Se você como líder percebe que esta vulnerabilidade gera hesitação, a ciência pode lhe oferecer insights valiosos. O estudo demonstrou que o processamento inadequado de memórias entre a rede de modo padrão e o hipocampo sugere que, em momentos de tristeza, surgem padrões de pensamento ruminativo que danificam essa conexão. Quanto mais a ruminância se torna um padrão, maior a dificuldade em expressar e compartilhar emoções verdadeiras, resultando em um ciclo onde ninguém se sente verdadeiramente compreendido ou conectado.

Teste na vida real

Aqui estão três dicas práticas para ajudar a navegar essas interações emocionais e transformar a conexão em um ativo poderoso na sua liderança:

1️⃣ Pratique a vulnerabilidade:

Quando se sentir pressionado em uma interação, dê um passo atrás e compartilhe um momento de incerteza pessoal. Comece dizendo: "Sabe, eu também já estive na sua posição e lembrei-me de como é difícil." Isso não só humaniza você, mas também abre um espaço para que o outro se sinta seguro para se expressar.

2️⃣ Ouça ativamente:

Preste atenção real ao que o outro está dizendo. Faça perguntas abertas que incentivem o cliente a compartilhar suas preocupações e experiências. Utilize a empatia como guia. Diga: "Entendo que essa decisão é importante para você. O que mais pesa na sua mente agora?" Isso conecta você e confirma a validade dos sentimentos do outro.  

3️⃣ Reflita suas emoções:

Antes de entrar em uma conversa difícil, faça uma pausa para se conectar com sua própria experiência emocional. Pergunte-se: "O que estou sentindo sobre esta situação e como isso pode estar afetando minha comunicação?" Essa prática ajuda a neutralizar a ansiedade e a trazer clareza ao que você realmente deseja transmitir na conversa.

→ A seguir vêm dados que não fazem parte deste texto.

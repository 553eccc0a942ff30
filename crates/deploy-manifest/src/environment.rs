//! Per-container environment
//!
//! Tiers, lowest first:
//!
//! 1. the template container's `environment` pairs
//! 2. the configured container's `environment` map
//! 3. the configured container's `envFiles`, in order
//!
//! Configured values go through placeholder substitution; template values
//! were substituted when the template was resolved.

use deploy_config::{EnvironmentDict, read_env_file};

use crate::context::DeployContext;
use crate::schema::ContainerConfig;
use crate::substitute::STAGE;
use crate::template::TemplateContainer;
use crate::{Error, Result};

/// Computes the environment of one container
#[derive(Debug, Clone)]
pub struct ContainerEnvironmentResolver<'a> {
    context: &'a DeployContext,
    region: &'a str,
    account_id: &'a str,
}

impl<'a> ContainerEnvironmentResolver<'a> {
    pub fn new(context: &'a DeployContext, region: &'a str, account_id: &'a str) -> Self {
        Self {
            context,
            region,
            account_id,
        }
    }

    /// Environment for `config` applied over `template`.
    ///
    /// `STAGE` and `VERSION` are not written here. A `STAGE` already present
    /// that names a different stage is a [`Error::StageMismatch`].
    pub fn resolve(
        &self,
        template: &TemplateContainer,
        config: &ContainerConfig,
    ) -> Result<EnvironmentDict> {
        let mut subs = self
            .context
            .substitutions()
            .region(self.region)
            .account_id(self.account_id);
        if let Some(image) = &template.image {
            subs = subs.image_url(image);
        }

        let mut env: EnvironmentDict = template
            .environment()
            .iter()
            .filter(|pair| !pair.name.is_empty())
            .map(|pair| (pair.name.as_str(), pair.value.clone()))
            .collect();

        for (key, value) in &config.environment {
            env.insert(key, subs.apply(value));
        }

        for file in &config.env_files {
            let file = subs.apply(file);
            let values = read_env_file(self.context.root(), &file)?;
            tracing::debug!(container = %config.name, file = %file, count = values.len(), "Applying container env file");
            for (key, value) in values {
                env.insert(key, subs.apply(&value));
            }
        }

        if let Some(found) = env.get(STAGE)
            && !found.is_empty()
            && found != self.context.stage
        {
            return Err(Error::StageMismatch {
                container: config.name.clone(),
                requested: self.context.stage.clone(),
                found: found.to_string(),
            });
        }

        Ok(env)
    }
}
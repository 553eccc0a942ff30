//! The `config` command

use crate::cli::StageArgs;
use crate::error::Result;

/// Print the resolved config tree of a stage.
pub fn run_config(args: &StageArgs, json: bool) -> Result<()> {
    let root = args.root()?;
    let loaded = args.load(&root)?;
    tracing::debug!(
        source = %loaded.source().display(),
        variables = loaded.environment().len(),
        "Loaded stage"
    );

    if json {
        println!("{}", serde_json::to_string_pretty(&loaded.tree().to_json())?);
    } else {
        print!("{}", serde_yaml::to_string(loaded.tree())?);
    }
    Ok(())
}
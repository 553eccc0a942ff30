//! Error types for deploy-manifest

/// Result type for deploy-manifest operations
pub type Result<T> = std::result::Result<T, Error>;

/// Errors that can occur while assembling a deployment
#[derive(Debug, thiserror::Error)]
pub enum Error {
    /// accountId, region or repoName could not be resolved
    #[error("{field} not defined ({scope})")]
    MissingRequiredField { field: &'static str, scope: String },

    /// A configured container has no counterpart in the template
    #[error("Container {container} not found in template for target {target}")]
    ContainerNotFoundInTemplate { container: String, target: String },

    /// No task definition is configured for the requested target
    #[error("Task definition not found for target {target}")]
    TaskDefinitionNotFoundForTarget { target: String },

    /// A container's environment pins a different stage
    #[error("Stage mismatch in container {container} - tried to deploy {found} to {requested}")]
    StageMismatch {
        container: String,
        requested: String,
        found: String,
    },

    /// The template reference could not be located or parsed
    #[error("Failed to resolve template {reference}: {message}")]
    TemplateResolution { reference: String, message: String },

    /// The deploy section does not match the expected schema
    #[error("Invalid {section} config: {message}")]
    InvalidConfig { section: String, message: String },

    /// Error from deploy-config
    #[error(transparent)]
    Config(#[from] deploy_config::Error),

    /// JSON serialization/deserialization error
    #[error(transparent)]
    Json(#[from] serde_json::Error),
}

impl Error {
    pub fn missing(field: &'static str, scope: impl Into<String>) -> Self {
        Self::MissingRequiredField {
            field,
            scope: scope.into(),
        }
    }

    pub fn template(reference: impl Into<String>, message: impl Into<String>) -> Self {
        Self::TemplateResolution {
            reference: reference.into(),
            message: message.into(),
        }
    }
}
//! Bit-packed validity bitmap.

/// Validity bitmap, one bit per element, `true` meaning "value present".
///
/// Bits are packed LSB-first, matching the layout the columnar codecs use.
#[derive(Debug, Clone, Default, PartialEq, Eq)]
pub struct Bitmap {
    bytes: Vec<u8>,
    len: usize,
    unset: usize,
}

impl Bitmap {
    pub fn with_capacity(bits: usize) -> Self {
        Self {
            bytes: Vec::with_capacity(bits.div_ceil(8)),
            len: 0,
            unset: 0,
        }
    }

    pub(crate) fn push(&mut self, bit: bool) {
        let offset = self.len % 8;
        if offset == 0 {
            self.bytes.push(0);
        }
        if bit {
            if let Some(last) = self.bytes.last_mut() {
                *last |= 1 << offset;
            }
        } else {
            self.unset += 1;
        }
        self.len += 1;
    }

    /// Returns the bit at `index`.
    ///
    /// # Panics
    /// Panics if `index >= self.len()`.
    pub fn get(&self, index: usize) -> bool {
        assert!(index < self.len, "bitmap index {index} out of bounds");
        self.bytes[index / 8] & (1 << (index % 8)) != 0
    }

    pub fn len(&self) -> usize {
        self.len
    }

    pub fn is_empty(&self) -> bool {
        self.len == 0
    }

    /// Number of `false` bits, i.e. the null count of the owning array.
    pub fn unset_bits(&self) -> usize {
        self.unset
    }

    pub fn as_bytes(&self) -> &[u8] {
        &self.bytes
    }

    pub fn iter(&self) -> impl ExactSizeIterator<Item = bool> + '_ {
        (0..self.len).map(|i| self.get(i))
    }

    /// Drops the bitmap when every bit is set; arrays without nulls carry none.
    pub(crate) fn into_validity(self) -> Option<Bitmap> {
        (self.unset > 0).then_some(self)
    }
}

impl FromIterator<bool> for Bitmap {
    fn from_iter<I: IntoIterator<Item = bool>>(iter: I) -> Self {
        let iter = iter.into_iter();
        let mut bitmap = Bitmap::with_capacity(iter.size_hint().0);
        for bit in iter {
            bitmap.push(bit);
        }
        bitmap
    }
}
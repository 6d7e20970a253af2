//! Error types for the SQL bridge.

use chunkio_core::{ArrayError, DataType};

/// Errors produced by [`SqlConnector`](crate::SqlConnector) and
/// [`ChunkCursor`](crate::ChunkCursor).
#[derive(Debug, thiserror::Error)]
pub enum SqlError {
    /// The connection could not be opened, or the driver rejected a statement.
    #[error("database driver error: {0}")]
    Driver(#[source] Box<dyn std::error::Error + Send + Sync>),

    /// The statement's parameters do not line up with the chunk's columns;
    /// nothing was written.
    #[error("statement has {parameters} parameters, chunk has {columns} columns")]
    TypeMismatch { parameters: usize, columns: usize },

    /// A result batch could not be assembled into arrays.
    #[error(transparent)]
    Construction(#[from] ArrayError),

    /// A cell cannot be represented in its column's type.
    #[error("row {row}, column '{column}' ({data_type}): {source}")]
    Conversion {
        row: usize,
        column: String,
        data_type: DataType,
        #[source]
        source: ValueTypeError,
    },

    /// The statement returns rows but no batch size was given.
    #[error("statement returns rows, a batch size is required")]
    BatchSizeRequired,

    #[error("batch size must be at least 1")]
    InvalidBatchSize,
}

impl SqlError {
    pub(crate) fn driver(err: impl std::error::Error + Send + Sync + 'static) -> Self {
        SqlError::Driver(Box::new(err))
    }
}

/// A cell holds a value that does not fit the requested type.
#[derive(Debug, Clone, PartialEq, thiserror::Error)]
#[error("expected {expected}, found {actual}")]
pub struct ValueTypeError {
    pub expected: String,
    pub actual: String,
}

impl ValueTypeError {
    pub fn new(expected: impl Into<String>, actual: impl Into<String>) -> Self {
        Self {
            expected: expected.into(),
            actual: actual.into(),
        }
    }
}

pub type Result<T, E = SqlError> = std::result::Result<T, E>;
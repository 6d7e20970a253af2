//! SQLite driver backed by `rusqlite`.

use std::collections::VecDeque;

use chunkio_core::{DataType, TimeUnit};
use rusqlite::{
    Connection, OpenFlags, params_from_iter,
    types::{ToSql, ToSqlOutput, ValueRef},
};

use crate::{
    driver::{SqlColumn, SqlConnection, SqlCursor},
    value::SqlValue,
};

/// An open SQLite database.
pub struct SqliteConnection {
    conn: Connection,
}

impl SqliteConnection {
    /// Opens `connection_string`: `:memory:`, a filesystem path or a `file:`
    /// URI, optionally prefixed with `sqlite://`.
    pub fn open(connection_string: &str) -> rusqlite::Result<Self> {
        let target = connection_string
            .strip_prefix("sqlite://")
            .unwrap_or(connection_string);
        if target.is_empty() {
            return Err(rusqlite::Error::InvalidPath(connection_string.into()));
        }
        let conn = if target == ":memory:" {
            Connection::open_in_memory()?
        } else {
            let flags = OpenFlags::SQLITE_OPEN_READ_WRITE
                | OpenFlags::SQLITE_OPEN_CREATE
                | OpenFlags::SQLITE_OPEN_URI
                | OpenFlags::SQLITE_OPEN_NO_MUTEX;
            Connection::open_with_flags(target, flags)?
        };
        tracing::debug!("open SQLite database: {target}");
        Ok(Self { conn })
    }

    pub fn new(conn: Connection) -> Self {
        Self { conn }
    }

    pub fn inner(&self) -> &Connection {
        &self.conn
    }
}

impl SqlConnection for SqliteConnection {
    type Error = rusqlite::Error;
    type Cursor = SqliteCursor;

    fn column_count(&mut self, statement: &str) -> rusqlite::Result<usize> {
        Ok(self.conn.prepare_cached(statement)?.column_count())
    }

    fn parameter_count(&mut self, statement: &str) -> rusqlite::Result<usize> {
        Ok(self.conn.prepare_cached(statement)?.parameter_count())
    }

    fn execute(&mut self, statement: &str) -> rusqlite::Result<Option<SqliteCursor>> {
        let mut stmt = self.conn.prepare_cached(statement)?;
        if stmt.column_count() == 0 {
            let changed = stmt.execute([])?;
            tracing::trace!("statement changed {changed} rows");
            return Ok(None);
        }

        let columns: Vec<SqlColumn> = stmt
            .columns()
            .iter()
            .map(|c| SqlColumn::new(c.name(), c.decl_type()))
            .collect();
        let mut rows = VecDeque::new();
        let mut result = stmt.query([])?;
        while let Some(row) = result.next()? {
            let values = (0..columns.len())
                .map(|i| row.get_ref(i).map(SqlValue::from))
                .collect::<rusqlite::Result<Vec<_>>>()?;
            rows.push_back(values);
        }
        Ok(Some(SqliteCursor { columns, rows }))
    }

    fn write_rows(&mut self, statement: &str, rows: &[Vec<SqlValue>]) -> rusqlite::Result<usize> {
        let tx = self.conn.transaction()?;
        let mut changed = 0;
        {
            let mut stmt = tx.prepare_cached(statement)?;
            for row in rows {
                changed += stmt.execute(params_from_iter(row))?;
            }
        }
        tx.commit()?;
        Ok(changed)
    }

    fn data_type(&self, column: &SqlColumn) -> DataType {
        sqlite_data_type(column.sql_type.as_deref())
    }
}

/// Maps a declared SQLite column type to a [`DataType`].
///
/// Matching ignores case and any `(precision, scale)` suffix. Unknown or
/// missing declarations map to `Utf8`.
pub fn sqlite_data_type(decl_type: Option<&str>) -> DataType {
    let Some(decl_type) = decl_type else {
        return DataType::Utf8;
    };
    let base = decl_type
        .split_once('(')
        .map_or(decl_type, |(base, _)| base)
        .split_whitespace()
        .collect::<Vec<_>>()
        .join(" ")
        .to_ascii_uppercase();
    match base.as_str() {
        "TINYINT" => DataType::Int8,
        "SMALLINT" => DataType::Int16,
        "INT" | "INTEGER" | "MEDIUMINT" => DataType::Int32,
        "BIGINT" | "INT8" => DataType::Int64,
        "BOOL" | "BOOLEAN" => DataType::Boolean,
        // SQLite stores every REAL as an 8-byte double.
        "REAL" | "FLOAT4" | "DOUBLE" | "DOUBLE PRECISION" | "FLOAT" | "FLOAT8" | "NUMERIC"
        | "DECIMAL" => DataType::Float64,
        "BLOB" => DataType::Binary,
        "DATE" => DataType::Date32,
        "TIME" => DataType::Time64,
        "DATETIME" | "TIMESTAMP" => DataType::timestamp(TimeUnit::Microsecond, None),
        // CHAR, VARCHAR, TEXT, CLOB, NCHAR, NVARCHAR and everything else.
        _ => DataType::Utf8,
    }
}

/// Fully buffered result set of one statement.
pub struct SqliteCursor {
    columns: Vec<SqlColumn>,
    rows: VecDeque<Vec<SqlValue>>,
}

impl SqlCursor for SqliteCursor {
    type Error = rusqlite::Error;

    fn columns(&self) -> &[SqlColumn] {
        &self.columns
    }

    fn next_batch(&mut self, max_rows: usize) -> rusqlite::Result<Vec<Vec<SqlValue>>> {
        let n = max_rows.min(self.rows.len());
        Ok(self.rows.drain(..n).collect())
    }
}

impl From<ValueRef<'_>> for SqlValue {
    fn from(value: ValueRef<'_>) -> Self {
        match value {
            ValueRef::Null => SqlValue::Null,
            ValueRef::Integer(v) => SqlValue::Integer(v),
            ValueRef::Real(v) => SqlValue::Real(v),
            ValueRef::Text(v) => String::from_utf8(v.to_vec())
                .map_or_else(|e| SqlValue::Blob(e.into_bytes()), SqlValue::Text),
            ValueRef::Blob(v) => SqlValue::Blob(v.to_vec()),
        }
    }
}

impl ToSql for SqlValue {
    fn to_sql(&self) -> rusqlite::Result<ToSqlOutput<'_>> {
        Ok(ToSqlOutput::Borrowed(match self {
            SqlValue::Null => ValueRef::Null,
            SqlValue::Integer(v) => ValueRef::Integer(*v),
            SqlValue::Real(v) => ValueRef::Real(*v),
            SqlValue::Text(v) => ValueRef::Text(v.as_bytes()),
            SqlValue::Blob(v) => ValueRef::Blob(v),
        }))
    }
}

Desafiar-se a se conectar realmente com os outros, reconhecendo seus próprios desafios emocionais, é um passo crucial não apenas para suas vendas, mas para a sua própria evolução como líder. Quando você se permite ser vulnerável e verdadeiro, abre caminho para um relacionamento genuíno e sustentável.

Em um mundo de aparências, ser verdadeiramente você não é uma fraqueza, mas sim a mais poderosa forma de influenciar e liderar.